Type 2 diabetes (T2D) affects Latinos at twice the rate seen in populations of European descent. We recently identified a risk haplotype spanning SLC16A11 that explains ∼20% of the increased T2D prevalence in Mexico. Here, through genetic fine-mapping, we define a set of tightly linked variants likely to contain the causal allele(s). We show that variants on the T2D-associated haplotype have two distinct effects: (1) decreasing SLC16A11 expression in liver and (2) disrupting a key interaction with basigin, thereby reducing cell-surface localization. Both independent mechanisms reduce SLC16A11 function and suggest SLC16A11 is the causal gene at this locus.

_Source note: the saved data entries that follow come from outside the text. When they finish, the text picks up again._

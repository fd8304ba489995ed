use std::path::PathBuf;

use thiserror::Error;

/// Startup configuration failures. Fatal: never recovered per call.
#[derive(Error, Debug)]
pub enum ConfigError {
    #[error("missing required configuration: {0}")]
    Missing(&'static str),

    #[error("invalid value for {key}: {reason}")]
    Invalid { key: String, reason: String },

    #[error("dimension mismatch in {what}: expected {expected}, got {actual}")]
    DimensionMismatch {
        what: String,
        expected: usize,
        actual: usize,
    },

    #[error("failed to read {path}: {source}")]
    Io {
        path: PathBuf,
        #[source]
        source: std::io::Error,
    },
}

impl ConfigError {
    pub fn invalid(key: impl Into<String>, reason: impl Into<String>) -> Self {
        Self::Invalid {
            key: key.into(),
            reason: reason.into(),
        }
    }
}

To gain insight into how SLC16A11 disruption impacts T2D risk, we demonstrate that SLC16A11 is a proton-coupled monocarboxylate transporter and that genetic perturbation of SLC16A11 induces changes in fatty acid and lipid metabolism that are associated with increased T2D risk. Our findings suggest that increasing SLC16A11 function could be therapeutically beneficial for T2D.

Original language	English
Pages (from-to)	199-212.e20
Journal	Cell
Volume	170
Issue number	1
DOIs	https://doi.org/10.1016/j.cell.2017.06.011
State	Published - Jun 29 2017

Keywords

MCT11
SLC16A11
disease mechanism
fatty acid metabolism
genetics
lipid metabolism
monocarboxylates
precision medicine
solute carrier (SLC)
type 2 diabetes (T2D)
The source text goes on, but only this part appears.